When the family visited the said doctor the following day, they were told that the sinus will take at least six months to close and requested them to take her home.
“When we took her back the Thursday, he referred her to the Ear, Nose and Throat Department. When we took her there, the doctor sent her for an X-ray of the face and mouth. She did the X-ray on the Friday May 18, 2012 and he referred her to a private doctor in Georgetown.”
She explained that they made an appointment and took her to the private doctor on Monday (May 21).
“The doctor said that the sinus was badly damaged and if she had stayed there one more day, she would have developed Sinusitis.

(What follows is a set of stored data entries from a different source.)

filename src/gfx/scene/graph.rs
//! Parent/child hierarchy of scene nodes.

use std::{
    collections::HashMap,
    sync::atomic::{AtomicU64, Ordering},
};

use cgmath::{Matrix4, SquareMatrix, Vector3, Vector4};

use super::node::{Node, NodeId};

// Shared across graphs: ids stay unique after a scene rebuild.
static NEXT_NODE_ID: AtomicU64 = AtomicU64::new(1);

/// Owns every node in the scene and the links between them.
#[derive(Debug, Default)]
pub struct SceneGraph {
    nodes: HashMap<NodeId, Node>,
    roots: Vec<NodeId>,
}

impl SceneGraph {
    pub fn new() -> Self {
        Self::default()
    }

    /// Inserts `node` under `parent` (or as a root) and returns its new id.
    ///
    /// A parent that is no longer in the graph demotes the node to a root.
    pub fn insert(&mut self, parent: Option<NodeId>, mut node: Node) -> NodeId {
        let id = NodeId::from_raw(NEXT_NODE_ID.fetch_add(1, Ordering::Relaxed));
        node.id = id;
        node.children.clear();

        match parent.and_then(|p| self.nodes.get_mut(&p)) {
            Some(parent_node) => {
                parent_node.children.push(id);
                node.parent = Some(parent_node.id);
            }
            None => {
                if let Some(missing) = parent {
                    log::warn!("Parent {} not found, inserting '{}' as a root", missing, node.name);
                }
                node.parent = None;
                self.roots.push(id);
            }
        }

        self.nodes.insert(id, node);
        id
    }

    /// Removes a node and everything below it, returning the removed ids in
    /// pre-order. Unknown ids remove nothing.
    pub fn detach_subtree(&mut self, id: NodeId) -> Vec<NodeId> {
        let removed = self.descendants(id);
        if removed.is_empty() {
            return removed;
        }

        match self.nodes.get(&id).and_then(|n| n.parent) {
            Some(parent) => {
                if let Some(parent_node) = self.nodes.get_mut(&parent) {
                    parent_node.children.retain(|&c| c != id);
                }
            }
            None => self.roots.retain(|&r| r != id),
        }

        for node in &removed {
            self.nodes.remove(node);
        }
        removed
    }

    pub fn get(&self, id: NodeId) -> Option<&Node> {
        self.nodes.get(&id)
    }

    pub fn get_mut(&mut self, id: NodeId) -> Option<&mut Node> {
        self.nodes.get_mut(&id)
    }

    pub fn contains(&self, id: NodeId) -> bool {
        self.nodes.contains_key(&id)
    }

    pub fn len(&self) -> usize {
        self.nodes.len()
    }

    pub fn is_empty(&self) -> bool {
        self.nodes.is_empty()
    }

    pub fn roots(&self) -> &[NodeId] {
        &self.roots
    }

    /// Pre-order traversal of the subtree rooted at `id`, `id` included.
    pub fn descendants(&self, id: NodeId) -> Vec<NodeId> {
        let mut out = Vec::new();
        let mut stack = vec![id];
        while let Some(current) = stack.pop() {
            let Some(node) = self.nodes.get(&current) else {
                continue;
            };
            out.push(current);
            stack.extend(node.children.iter().rev());
        }
        out
    }

    /// Every node reachable from the roots, parents before children.
    pub fn iter_depth_first(&self) -> impl Iterator<Item = &Node> + '_ {
        self.roots
            .iter()
            .flat_map(move |&root| self.descendants(root))
            .filter_map(move |id| self.nodes.get(&id))
    }

    pub fn world_matrix(&self, id: NodeId) -> Option<Matrix4<f32>> {
        let mut node = self.nodes.get(&id)?;
        let mut matrix = node.transform.matrix();
        while let Some(parent) = node.parent.and_then(|p| self.nodes.get(&p)) {
            matrix = parent.transform.matrix() * matrix;
            node = parent;
        }
        Some(matrix)
    }

    pub fn world_position(&self, id: NodeId) -> Option<Vector3<f32>> {
        self.world_matrix(id).map(|m| m.w.truncate())
    }

    /// True when the node and all of its ancestors are visible.
    pub fn is_visible(&self, id: NodeId) -> bool {
        let mut current = self.nodes.get(&id);
        while let Some(node) = current {
            if !node.visible {
                return false;
            }
            current = node.parent.and_then(|p| self.nodes.get(&p));
        }
        true
    }

    /// Moves a node so its world-space origin lands on `world`.
    pub fn set_world_position(&mut self, id: NodeId, world: Vector3<f32>) -> bool {
        let Some(parent) = self.nodes.get(&id).map(|n| n.parent) else {
            return false;
        };
        let local = match parent.and_then(|p| self.world_matrix(p)) {
            Some(parent_world) => match parent_world.invert() {
                Some(inverse) => (inverse * Vector4::new(world.x, world.y, world.z, 1.0)).truncate(),
                None => return false,
            },
            None => world,
        };
        if let Some(node) = self.nodes.get_mut(&id) {
            node.transform.position = local;
        }
        true
    }
}

#[cfg(test)]
mod tests {
    use super::*;
    use crate::gfx::scene::node::{NodeKind, Transform};
    use cgmath::InnerSpace;

    fn group(name: &str, transform: Transform) -> Node {
        Node::new(name, NodeKind::Group).with_transform(transform)
    }

    #[test]
    fn test_ids_are_never_reused() {
        let mut graph = SceneGraph::new();
        let a = graph.insert(None, group("a", Transform::default()));
        graph.detach_subtree(a);
        let b = graph.insert(None, group("b", Transform::default()));
        assert_ne!(a, b);
    }

    #[test]
    fn test_detach_removes_whole_subtree() {
        let mut graph = SceneGraph::new();
        let light = graph.insert(None, group("light", Transform::default()));
        let proxy = graph.insert(Some(light), group("proxy", Transform::default()));
        let target = graph.insert(Some(light), group("target", Transform::default()));
        let other = graph.insert(None, group("other", Transform::default()));

        let removed = graph.detach_subtree(light);
        assert_eq!(removed, vec![light, proxy, target]);
        assert!(!graph.contains(proxy));
        assert_eq!(graph.roots(), &[other]);
        assert!(graph.detach_subtree(light).is_empty());
    }

    #[test]
    fn test_world_matrix_composes_parents() {
        let mut graph = SceneGraph::new();
        let parent = graph.insert(
            None,
            group("parent", Transform::from_position(0.0, 5.0, 0.0).with_uniform_scale(2.0)),
        );
        let child = graph.insert(Some(parent), group("child", Transform::from_position(0.0, 0.0, -1.0)));
        let world = graph.world_position(child).unwrap();
        assert!((world - Vector3::new(0.0, 5.0, -2.0)).magnitude() < 1e-5);
    }

    #[test]
    fn test_set_world_position_inverts_parent() {
        let mut graph = SceneGraph::new();
        let parent = graph.insert(
            None,
            group("parent", Transform::from_position(1.0, 0.0, 0.0).with_uniform_scale(0.5)),
        );
        let child = graph.insert(Some(parent), group("child", Transform::default()));
        assert!(graph.set_world_position(child, Vector3::new(2.0, 1.0, 0.0)));
        let local = graph.get(child).unwrap().transform.position;
        assert!((local - Vector3::new(2.0, 2.0, 0.0)).magnitude() < 1e-5);
        let world = graph.world_position(child).unwrap();
        assert!((world - Vector3::new(2.0, 1.0, 0.0)).magnitude() < 1e-5);
    }

    #[test]
    fn test_hidden_parent_hides_children() {
        let mut graph = SceneGraph::new();
        let parent = graph.insert(None, group("parent", Transform::default()));
        let child = graph.insert(Some(parent), group("child", Transform::default()));
        graph.get_mut(parent).unwrap().visible = false;
        assert!(!graph.is_visible(child));
    }
}
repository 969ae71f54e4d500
//! GPU-side copies of scene data
//!
//! Meshes are keyed by [`MeshId`], images by [`TextureId`] and per-part bind
//! groups by [`NodeId`]. Anything not touched during a frame is dropped at the
//! end of it, which is how deleted parts and replaced textures are released.

use std::collections::HashMap;

use wgpu::util::DeviceExt;

use crate::{
    assets::{TextureData, TextureHandle, TextureId},
    gfx::{
        resources::{
            object_bindings::{detail_map, ObjectTextures, ObjectUBO},
            texture_resource::{address_mode, create_sampler},
            ImageTexture, ObjectBindings, ObjectUniform,
        },
        scene::{MeshData, MeshId, NodeId, Scene, TextureMap, Topology, Wrap},
    },
};

/// Vertex and index buffers for one mesh.
pub struct GpuMesh {
    pub vertex_buffer: wgpu::Buffer,
    pub index_buffer: wgpu::Buffer,
    pub index_count: u32,
}

impl GpuMesh {
    /// Uploads `mesh`; empty meshes have nothing to draw and yield `None`.
    pub fn upload(device: &wgpu::Device, mesh: &MeshData) -> Option<Self> {
        if mesh.vertices.is_empty() || mesh.indices.is_empty() {
            return None;
        }

        let vertex_buffer = device.create_buffer_init(&wgpu::util::BufferInitDescriptor {
            label: Some(&format!("{} Vertex Buffer", mesh.name)),
            contents: bytemuck::cast_slice(&mesh.vertices),
            usage: wgpu::BufferUsages::VERTEX,
        });
        let index_buffer = device.create_buffer_init(&wgpu::util::BufferInitDescriptor {
            label: Some(&format!("{} Index Buffer", mesh.name)),
            contents: bytemuck::cast_slice(&mesh.indices),
            usage: wgpu::BufferUsages::INDEX,
        });

        Some(Self {
            vertex_buffer,
            index_buffer,
            index_count: mesh.indices.len() as u32,
        })
    }
}

/// One visible mesh part, in scene draw order.
#[derive(Debug, Clone, Copy)]
pub struct DrawItem {
    pub node: NodeId,
    pub mesh: MeshId,
    pub topology: Topology,
    pub cast_shadow: bool,
}

struct Cached<T> {
    value: T,
    frame: u64,
}

struct GpuObject {
    ubo: ObjectUBO,
    bind_group: wgpu::BindGroup,
    revision: u64,
    textures: [Option<TextureId>; 3],
}

pub struct GpuCache {
    meshes: HashMap<MeshId, Cached<GpuMesh>>,
    textures: HashMap<TextureId, Cached<ImageTexture>>,
    objects: HashMap<NodeId, Cached<GpuObject>>,
    clamp_sampler: wgpu::Sampler,
    repeat_sampler: wgpu::Sampler,
    fallback: ImageTexture,
    frame: u64,
}

impl GpuCache {
    pub fn new(device: &wgpu::Device, queue: &wgpu::Queue) -> Self {
        let fallback = ImageTexture::upload(device, queue, &TextureData::solid("fallback", [255; 4]));
        Self {
            meshes: HashMap::new(),
            textures: HashMap::new(),
            objects: HashMap::new(),
            clamp_sampler: create_sampler(device, address_mode(Wrap::Clamp), "Clamp"),
            repeat_sampler: create_sampler(device, address_mode(Wrap::Repeat), "Repeat"),
            fallback,
            frame: 0,
        }
    }

    pub fn begin_frame(&mut self) {
        self.frame += 1;
    }

    /// Uploads `texture` if needed and keeps it alive for this frame.
    pub fn prepare_texture(&mut self, device: &wgpu::Device, queue: &wgpu::Queue, texture: &TextureHandle) {
        let frame = self.frame;
        self.textures
            .entry(texture.id())
            .and_modify(|cached| cached.frame = frame)
            .or_insert_with(|| {
                log::debug!(
                    "Uploading texture {} ({}x{})",
                    texture.path(),
                    texture.width(),
                    texture.height()
                );
                Cached {
                    value: ImageTexture::upload(device, queue, texture),
                    frame,
                }
            });
    }

    pub fn texture(&self, id: TextureId) -> Option<&ImageTexture> {
        self.textures.get(&id).map(|cached| &cached.value)
    }

    pub fn mesh(&self, id: MeshId) -> Option<&GpuMesh> {
        self.meshes.get(&id).map(|cached| &cached.value)
    }

    pub fn object_bind_group(&self, node: NodeId) -> Option<&wgpu::BindGroup> {
        self.objects.get(&node).map(|cached| &cached.value.bind_group)
    }

    /// Brings every visible mesh part up to date and returns them in draw order.
    pub fn prepare_scene(
        &mut self,
        device: &wgpu::Device,
        queue: &wgpu::Queue,
        scene: &Scene,
        bindings: &ObjectBindings,
    ) -> Vec<DrawItem> {
        let frame = self.frame;
        let mut items = Vec::new();

        for (id, node, part) in scene.visible_meshes() {
            let Some(world) = scene.graph.world_matrix(id) else {
                continue;
            };
            let mesh_id = part.mesh.id();
            if !self.meshes.contains_key(&mesh_id) {
                let Some(uploaded) = GpuMesh::upload(device, &part.mesh) else {
                    continue;
                };
                self.meshes.insert(mesh_id, Cached { value: uploaded, frame });
            }
            if let Some(cached) = self.meshes.get_mut(&mesh_id) {
                cached.frame = frame;
            }

            let material = &part.material;
            let maps = [&material.map, &material.bump_map, &material.normal_map];
            for map in maps.into_iter().flatten() {
                self.prepare_texture(device, queue, &map.texture);
            }
            let texture_ids = maps.map(|map| map.as_ref().map(|m| m.texture.id()));

            let uniform = ObjectUniform::new(world, material, node.receive_shadow);
            let stale = self.objects.get(&id).is_none_or(|cached| {
                cached.value.revision != material.revision() || cached.value.textures != texture_ids
            });

            if stale {
                let ubo = match self.objects.remove(&id) {
                    Some(cached) => cached.value.ubo,
                    None => ObjectUBO::new(device),
                };
                let bind_group = bindings.create_bind_group(
                    device,
                    &ubo,
                    ObjectTextures {
                        map: image_view(&self.textures, &self.fallback, material.map.as_ref(), true),
                        map_sampler: self.sampler(material.map.as_ref()),
                        bump: image_view(&self.textures, &self.fallback, material.bump_map.as_ref(), false),
                        normal: image_view(&self.textures, &self.fallback, material.normal_map.as_ref(), false),
                        detail_sampler: self.sampler(detail_map(material)),
                    },
                    &node.name,
                );
                self.objects.insert(
                    id,
                    Cached {
                        value: GpuObject {
                            ubo,
                            bind_group,
                            revision: material.revision(),
                            textures: texture_ids,
                        },
                        frame,
                    },
                );
            }

            if let Some(cached) = self.objects.get_mut(&id) {
                cached.value.ubo.update_content(queue, uniform);
                cached.frame = frame;
            }

            items.push(DrawItem {
                node: id,
                mesh: mesh_id,
                topology: part.mesh.topology,
                cast_shadow: node.cast_shadow,
            });
        }

        items
    }

    fn sampler(&self, map: Option<&TextureMap>) -> &wgpu::Sampler {
        match map.map(|m| m.wrap) {
            Some(Wrap::Repeat) => &self.repeat_sampler,
            _ => &self.clamp_sampler,
        }
    }

    /// Drops everything the current frame did not use.
    pub fn end_frame(&mut self) {
        let frame = self.frame;
        self.meshes.retain(|_, cached| cached.frame == frame);
        self.textures.retain(|_, cached| cached.frame == frame);
        self.objects.retain(|_, cached| cached.frame == frame);
    }
}

/// View of an uploaded map, or of the white fallback when there is none.
fn image_view<'a>(
    textures: &'a HashMap<TextureId, Cached<ImageTexture>>,
    fallback: &'a ImageTexture,
    map: Option<&TextureMap>,
    srgb: bool,
) -> &'a wgpu::TextureView {
    let image = map
        .and_then(|m| textures.get(&m.texture.id()))
        .map_or(fallback, |cached| &cached.value);
    if srgb {
        &image.srgb_view
    } else {
        &image.linear_view
    }
}
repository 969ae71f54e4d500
pub mod camera_controller;
pub mod camera_utils;
pub mod orbit_camera;

// Re-export main types
pub use camera_controller::CameraController;
pub use camera_utils::{Camera, CameraManager, CameraUniform};
pub use orbit_camera::OrbitCamera;
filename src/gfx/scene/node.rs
//! Scene graph nodes and their local transforms.

use std::sync::Arc;

use cgmath::{Matrix4, Rad, Vector3};

use super::{light::SpotLight, material::Material, mesh::MeshData};

/// Stable handle to a node, never reused within a session.
#[derive(Debug, Clone, Copy, PartialEq, Eq, Hash, PartialOrd, Ord)]
pub struct NodeId(u64);

impl NodeId {
    pub fn from_raw(raw: u64) -> Self {
        Self(raw)
    }

    pub fn raw(self) -> u64 {
        self.0
    }
}

impl std::fmt::Display for NodeId {
    fn fmt(&self, f: &mut std::fmt::Formatter<'_>) -> std::fmt::Result {
        write!(f, "#{}", self.0)
    }
}

/// Local transform: translation, XYZ Euler rotation in radians, scale.
#[derive(Debug, Clone, Copy, PartialEq)]
pub struct Transform {
    pub position: Vector3<f32>,
    pub rotation: Vector3<f32>,
    pub scale: Vector3<f32>,
}

impl Default for Transform {
    fn default() -> Self {
        Self {
            position: Vector3::new(0.0, 0.0, 0.0),
            rotation: Vector3::new(0.0, 0.0, 0.0),
            scale: Vector3::new(1.0, 1.0, 1.0),
        }
    }
}

impl Transform {
    pub fn from_position(x: f32, y: f32, z: f32) -> Self {
        Self {
            position: Vector3::new(x, y, z),
            ..Default::default()
        }
    }

    pub fn with_rotation(mut self, x: f32, y: f32, z: f32) -> Self {
        self.rotation = Vector3::new(x, y, z);
        self
    }

    pub fn with_uniform_scale(mut self, scale: f32) -> Self {
        self.scale = Vector3::new(scale, scale, scale);
        self
    }

    /// Rotation matrix for the XYZ Euler order (`Rx * Ry * Rz`).
    pub fn rotation_matrix(&self) -> Matrix4<f32> {
        Matrix4::from_angle_x(Rad(self.rotation.x))
            * Matrix4::from_angle_y(Rad(self.rotation.y))
            * Matrix4::from_angle_z(Rad(self.rotation.z))
    }

    pub fn matrix(&self) -> Matrix4<f32> {
        let t = Matrix4::from_translation(self.position);
        let s = Matrix4::from_nonuniform_scale(self.scale.x, self.scale.y, self.scale.z);
        t * self.rotation_matrix() * s // Order matters: T * R * S
    }
}

/// A drawable part: shared geometry plus its own material.
#[derive(Debug, Clone)]
pub struct MeshNode {
    pub mesh: Arc<MeshData>,
    pub material: Material,
}

#[derive(Debug, Clone)]
pub enum NodeKind {
    Group,
    /// Transform-only node, used as a light target
    Empty,
    Mesh(MeshNode),
    SpotLight(SpotLight),
}

#[derive(Debug, Clone)]
pub struct Node {
    pub(super) id: NodeId,
    pub name: String,
    pub transform: Transform,
    pub(super) parent: Option<NodeId>,
    pub(super) children: Vec<NodeId>,
    pub visible: bool,
    pub cast_shadow: bool,
    pub receive_shadow: bool,
    pub kind: NodeKind,
}

impl Node {
    pub fn new(name: impl Into<String>, kind: NodeKind) -> Self {
        Self {
            id: NodeId(0),
            name: name.into(),
            transform: Transform::default(),
            parent: None,
            children: Vec::new(),
            visible: true,
            cast_shadow: false,
            receive_shadow: false,
            kind,
        }
    }

    pub fn mesh(name: impl Into<String>, mesh: Arc<MeshData>, material: Material) -> Self {
        Self::new(name, NodeKind::Mesh(MeshNode { mesh, material }))
    }

    pub fn with_transform(mut self, transform: Transform) -> Self {
        self.transform = transform;
        self
    }

    pub fn with_shadows(mut self, cast: bool, receive: bool) -> Self {
        self.cast_shadow = cast;
        self.receive_shadow = receive;
        self
    }

    pub fn id(&self) -> NodeId {
        self.id
    }

    pub fn parent(&self) -> Option<NodeId> {
        self.parent
    }

    pub fn children(&self) -> &[NodeId] {
        &self.children
    }

    pub fn as_mesh(&self) -> Option<&MeshNode> {
        match &self.kind {
            NodeKind::Mesh(mesh) => Some(mesh),
            _ => None,
        }
    }

    pub fn as_mesh_mut(&mut self) -> Option<&mut MeshNode> {
        match &mut self.kind {
            NodeKind::Mesh(mesh) => Some(mesh),
            _ => None,
        }
    }

    pub fn as_spot_light(&self) -> Option<&SpotLight> {
        match &self.kind {
            NodeKind::SpotLight(light) => Some(light),
            _ => None,
        }
    }

    pub fn as_spot_light_mut(&mut self) -> Option<&mut SpotLight> {
        match &mut self.kind {
            NodeKind::SpotLight(light) => Some(light),
            _ => None,
        }
    }
}

#[cfg(test)]
mod tests {
    use super::*;
    use cgmath::{InnerSpace, Vector4};

    #[test]
    fn test_trs_order() {
        let transform = Transform::from_position(1.0, 0.0, 0.0)
            .with_rotation(0.0, std::f32::consts::FRAC_PI_2, 0.0)
            .with_uniform_scale(2.0);
        // Scale, then rotate +X onto -Z, then translate.
        let p = transform.matrix() * Vector4::new(1.0, 0.0, 0.0, 1.0);
        assert!((p.truncate() - Vector3::new(1.0, 0.0, -2.0)).magnitude() < 1e-5);
    }

    #[test]
    fn test_euler_xyz_order() {
        let transform = Transform::default().with_rotation(
            std::f32::consts::FRAC_PI_2,
            std::f32::consts::FRAC_PI_2,
            0.0,
        );
        // Ry first takes +Z to +X, Rx leaves +X alone.
        let p = transform.rotation_matrix() * Vector4::new(0.0, 0.0, 1.0, 0.0);
        assert!((p.truncate() - Vector3::new(1.0, 0.0, 0.0)).magnitude() < 1e-5);
    }
}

She did the operation on my sister and was forced to remove two of her teeth but the sinus was still open, so she called for a surgeon, who came the same day.
The surgeon said that my sister needed to undergo further surgery to remove a piece of her gum for the necessary graft. He advised her not to eat anything, to only drink cold liquid for ten days.
After the ten days, she returned to the private clinic and was told that the “gum was looking good”. She was then discharged from the private clinic.
“She resumed duty on May 29 and on the following day, she called me and told me that she was experiencing numbness stretching from her right side face to her right foot. We took her again to the New Amsterdam Hospital and the doctor gave her some medication and sent her home.
“We then took her to a private doctor, who told us that because the sinus was left open for so long, she had developed a facial neuralgia.”
This is the occurrence of pain in the middle ear and auditory canal caused by inflammation. Facial neuralgia can cause paralysis, if it is not treated.
She was given medication and sent away. Last Monday however, when she woke up, there were streaks of unpleasant inflammation running out from her nose and her mouth.
Desiree France’s relatives then rushed her back to the New Amsterdam hospital. She was required to do a surgery but the family was informed that there was no anesthetist.
She was then transferred to GPHC’ s ENT department. The doctor at that hospital was in theatre, so he sent the family to a doctor at Woodlands hospital, who refused to look at the woman and sent her back to the public hospital.
They had to return to Berbice without being seen by a doctor. The following day, after being pushed around for several hours, Desiree France was then admitted to the hospital. After spending four days in the hospital, she has not yet been seen by a doctor, according to the sister.
She said when she visited the hospital yesterday; persons informed her that her sister had suffered three seizures in a few hours.
“Even when I went there during visitation hour, the doctors asked us to leave the room because they were now going and check on her, I stood outside and saw the bed shaking and when I rush in the room, I saw my sister suffering from another seizure and hitting her head on the bed and the doctors them leave the room.”
Karen France is now calling on the hospital to investigate the manner in which the nurses at GPHC tend to patients. “I watch the Minister on TV, talking about the quality of the hospital and he bragging that his hospital gives 100 percent treatment but I wouldn’t give them even five percent for the treatment my sister is receiving.”